From: Rabbi James D. Cohn <rabbi.mailbox@gmail.com>
Date: Sat, Sep 25, 2010 at 10:08 AM
Subject: Rabbi Cohn's Spinoza Minicourse: for distribution
To: Sky Kershner <skykershner@gmail.com>
Spinoza: The True Philosophy
Selected Wednesdays in October & November
Instructor: Rabbi James Cohn
Temple Israel
2312 Kanawha Blvd. East
Charleston WV 25311
"I do not say that I have discovered the best philosophy," Spinoza once said. "Only that I have found the true one."
Spinoza, perhaps more than any other thinker, had the courage to accept, and implement, the consequences of his beliefs. He asked what was true, and then organized his life to accommodate the truth.
Why did Einstein say that if he believed in any God, it was the God of Spinoza? Why is this seventeenth-century lens-maker considered the father of modern science, the historical study of the Bible, and psychology?

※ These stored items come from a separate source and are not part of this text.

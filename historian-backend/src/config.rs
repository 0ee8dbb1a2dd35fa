/// Capacities the in-memory backend is seeded with at construction. Read
/// once at startup; there is no hot-reload path.
#[derive(Clone, Copy, Debug)]
pub struct InMemoryBackendConfig {
    /// Initial capacity of the node-id -> store map.
    pub initial_node_capacity: usize,
    /// Initial capacity of each per-node entry vector.
    pub initial_store_capacity: usize,
}

impl Default for InMemoryBackendConfig {
    fn default() -> Self {
        InMemoryBackendConfig {
            initial_node_capacity: 16,
            initial_store_capacity: 64,
        }
    }
}
use historian_base::{DataValue, MatchStrategy, NodeId, NumericRange, Result, StatusCode, TimestampsToReturn};

/// A per-node, timestamp-ordered store, exposed as a capability object so
/// the read engine and gatherer can be written against the trait rather
/// than any one storage implementation. All operations are keyed by
/// [`NodeId`] and are expected to be cheap enough to call inside a single
/// request; none of them are async — a backend that needs to go to disk or
/// over the network should do its own internal buffering/caching to keep
/// this contract honest.
///
/// A query against a node the backend has never seen returns empty results
/// (`None`/`0`/an empty vec), not an error, so the read engine can report a
/// plain "no data" status rather than threading a node-existence check
/// through every call site.
pub trait Backend: Send + Sync {
    /// Insert `value` into `node_id`'s store at the position that keeps the
    /// store sorted ascending by effective timestamp. Ties (equal
    /// timestamps) are broken by insertion order: a new entry with a
    /// timestamp equal to existing entries is placed after all of them.
    ///
    /// Returns `Ok(StatusCode::Good)` on success. An allocation failure is a
    /// local, per-call condition, not a fatal one: it comes back as
    /// `Ok(StatusCode::BadOutOfMemory)` rather than `Err`. `Err` is reserved
    /// for conditions the caller has no narrower way to attribute, such as a
    /// poisoned lock.
    fn insert(&self, node_id: &NodeId, value: DataValue) -> Result<StatusCode>;

    /// `Some(0)` if the node's store is non-empty, `None` if it is empty or
    /// unknown.
    fn first_index(&self, node_id: &NodeId) -> Option<usize>;

    /// `Some(end - 1)` if the node's store is non-empty, `None` otherwise.
    fn last_index(&self, node_id: &NodeId) -> Option<usize>;

    /// One past the last valid index (`0` for an empty or unknown node).
    fn end(&self, node_id: &NodeId) -> usize;

    /// Binary search on ascending timestamps per `strategy`. Returns `None`
    /// when no index satisfies the strategy (including when the node is
    /// unknown or empty).
    fn match_timestamp(
        &self,
        node_id: &NodeId,
        timestamp: historian_base::Timestamp,
        strategy: MatchStrategy,
    ) -> Option<usize>;

    /// `end - start + 1` for a non-empty, in-range `[start, end]`; `0` if
    /// either bound is `None` or the range is empty.
    fn result_size(&self, node_id: &NodeId, start: Option<usize>, end: Option<usize>) -> usize;

    /// Copies up to `max` values from `[start, end]` (inclusive), walking
    /// backwards if `reverse`, after first skipping `skip` matching entries.
    /// Returns the copied values together with how many entries were
    /// actually skipped (less than `skip` only if the range was exhausted
    /// first). `range`, when present, sub-selects an indexed slice of each
    /// array-valued sample rather than changing which samples are chosen.
    fn copy_values(
        &self,
        node_id: &NodeId,
        start: usize,
        end: usize,
        reverse: bool,
        skip: usize,
        max: usize,
        range: Option<NumericRange>,
    ) -> Result<(Vec<DataValue>, usize)>;

    /// A read-only copy of the value at `index`, or `None` if out of range.
    fn get_value(&self, node_id: &NodeId, index: usize) -> Option<DataValue>;

    /// Whether this backend can compute bounding values (`BEFORE`/`AFTER`
    /// neighbors). The in-memory backend always can.
    fn bound_supported(&self) -> bool;

    /// Whether this backend can serve the requested timestamp projection
    /// (source, server, or both). A backend that only ever stamps values
    /// with one clock should report `false` for the combination it can't
    /// honor rather than silently substituting a different one.
    fn timestamps_to_return_supported(&self, which: TimestampsToReturn) -> bool;
}
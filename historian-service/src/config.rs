use std::time::Duration;

/// Bounds on the per-session continuation-point table.
#[derive(Clone, Copy, Debug)]
pub struct ContinuationTableConfig {
    pub max_entries: usize,
    pub idle_timeout: Duration,
}

impl Default for ContinuationTableConfig {
    fn default() -> Self {
        ContinuationTableConfig { max_entries: 256, idle_timeout: Duration::from_secs(600) }
    }
}
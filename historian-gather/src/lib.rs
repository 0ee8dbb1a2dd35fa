mod gatherer;
mod settings;

pub use gatherer::Gatherer;
pub use settings::{HistorizingNodeSettings, HistorizingUpdateStrategy, ValueReader};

We'll explore these questions in a three-session miniseries on Spinoza at Temple Israel on three consecutive Wednesday nights from 7:00 to 8:30:
October 27
November 3
November 10
Everyone is invited. Handouts and website resources will be provided. No textbook needs to be secured for the course, reservations are not required, and there is no fee.
The ideas we discuss will be difficult, to be sure; but as Spinoza said, "All good things are as difficult as they are rare."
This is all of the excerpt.